Records from a data collection:
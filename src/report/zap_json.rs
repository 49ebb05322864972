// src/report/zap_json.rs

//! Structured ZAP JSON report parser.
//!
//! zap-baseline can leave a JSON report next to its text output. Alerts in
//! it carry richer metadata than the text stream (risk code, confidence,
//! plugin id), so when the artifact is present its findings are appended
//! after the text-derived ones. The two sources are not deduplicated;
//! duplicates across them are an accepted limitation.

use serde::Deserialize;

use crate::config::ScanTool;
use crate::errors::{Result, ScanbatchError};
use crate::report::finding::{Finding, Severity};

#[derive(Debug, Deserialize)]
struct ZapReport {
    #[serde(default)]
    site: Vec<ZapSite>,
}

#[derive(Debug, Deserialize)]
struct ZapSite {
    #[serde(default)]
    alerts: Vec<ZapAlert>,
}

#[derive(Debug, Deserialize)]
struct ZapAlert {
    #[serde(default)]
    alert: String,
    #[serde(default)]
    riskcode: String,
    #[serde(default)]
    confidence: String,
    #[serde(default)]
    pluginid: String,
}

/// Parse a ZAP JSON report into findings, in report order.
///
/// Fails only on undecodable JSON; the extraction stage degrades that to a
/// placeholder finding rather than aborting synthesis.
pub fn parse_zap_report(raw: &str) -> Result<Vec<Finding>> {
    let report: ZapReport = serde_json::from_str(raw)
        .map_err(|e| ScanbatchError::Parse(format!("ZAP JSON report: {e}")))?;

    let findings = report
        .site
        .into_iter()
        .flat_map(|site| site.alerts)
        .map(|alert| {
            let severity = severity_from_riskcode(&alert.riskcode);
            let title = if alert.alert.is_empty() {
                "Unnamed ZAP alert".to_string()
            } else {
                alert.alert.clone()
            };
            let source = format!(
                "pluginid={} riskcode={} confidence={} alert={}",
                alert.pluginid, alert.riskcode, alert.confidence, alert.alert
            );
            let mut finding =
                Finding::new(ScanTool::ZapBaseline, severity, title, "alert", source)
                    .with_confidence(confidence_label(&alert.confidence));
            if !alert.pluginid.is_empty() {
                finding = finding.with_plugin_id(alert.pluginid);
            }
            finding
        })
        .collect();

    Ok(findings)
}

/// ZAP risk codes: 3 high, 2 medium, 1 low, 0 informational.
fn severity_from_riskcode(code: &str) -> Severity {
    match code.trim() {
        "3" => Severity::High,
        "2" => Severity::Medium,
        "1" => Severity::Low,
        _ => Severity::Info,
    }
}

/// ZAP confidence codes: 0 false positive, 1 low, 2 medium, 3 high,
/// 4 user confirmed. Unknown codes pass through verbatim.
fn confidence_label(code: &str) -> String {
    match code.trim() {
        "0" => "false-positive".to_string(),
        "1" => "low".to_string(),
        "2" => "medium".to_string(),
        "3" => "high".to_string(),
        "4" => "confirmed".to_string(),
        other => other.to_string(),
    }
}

■ **Exercise objective**
Repeat the data verbatim, line after line, leaving nothing out.

■ **Finished task**
filename src/report/zap_json.rs
repository 49ebb05322864972
// src/report/zap_json.rs

//! Structured ZAP JSON report parser.
//!
//! zap-baseline can leave a JSON report next to its text output. Alerts in
//! it carry richer metadata than the text stream (risk code, confidence,
//! plugin id), so when the artifact is present its findings are appended
//! after the text-derived ones. The two sources are not deduplicated;
//! duplicates across them are an accepted limitation.

use serde::Deserialize;

use crate::config::ScanTool;
use crate::errors::{Result, ScanbatchError};
use crate::report::finding::{Finding, Severity};

#[derive(Debug, Deserialize)]
struct ZapReport {
    #[serde(default)]
    site: Vec<ZapSite>,
}

#[derive(Debug, Deserialize)]
struct ZapSite {
    #[serde(default)]
    alerts: Vec<ZapAlert>,
}

#[derive(Debug, Deserialize)]
struct ZapAlert {
    #[serde(default)]
    alert: String,
    #[serde(default)]
    riskcode: String,
    #[serde(default)]
    confidence: String,
    #[serde(default)]
    pluginid: String,
}

/// Parse a ZAP JSON report into findings, in report order.
///
/// Fails only on undecodable JSON; the extraction stage degrades that to a
/// placeholder finding rather than aborting synthesis.
pub fn parse_zap_report(raw: &str) -> Result<Vec<Finding>> {
    let report: ZapReport = serde_json::from_str(raw)
        .map_err(|e| ScanbatchError::Parse(format!("ZAP JSON report: {e}")))?;

    let findings = report
        .site
        .into_iter()
        .flat_map(|site| site.alerts)
        .map(|alert| {
            let severity = severity_from_riskcode(&alert.riskcode);
            let title = if alert.alert.is_empty() {
                "Unnamed ZAP alert".to_string()
            } else {
                alert.alert.clone()
            };
            let source = format!(
                "pluginid={} riskcode={} confidence={} alert={}",
                alert.pluginid, alert.riskcode, alert.confidence, alert.alert
            );
            let mut finding =
                Finding::new(ScanTool::ZapBaseline, severity, title, "alert", source)
                    .with_confidence(confidence_label(&alert.confidence));
            if !alert.pluginid.is_empty() {
                finding = finding.with_plugin_id(alert.pluginid);
            }
            finding
        })
        .collect();

    Ok(findings)
}

/// ZAP risk codes: 3 high, 2 medium, 1 low, 0 informational.
fn severity_from_riskcode(code: &str) -> Severity {
    match code.trim() {
        "3" => Severity::High,
        "2" => Severity::Medium,
        "1" => Severity::Low,
        _ => Severity::Info,
    }
}

/// ZAP confidence codes: 0 false positive, 1 low, 2 medium, 3 high,
/// 4 user confirmed. Unknown codes pass through verbatim.
fn confidence_label(code: &str) -> String {
    match code.trim() {
        "0" => "false-positive".to_string(),
        "1" => "low".to_string(),
        "2" => "medium".to_string(),
        "3" => "high".to_string(),
        "4" => "confirmed".to_string(),
        other => other.to_string(),
    }
}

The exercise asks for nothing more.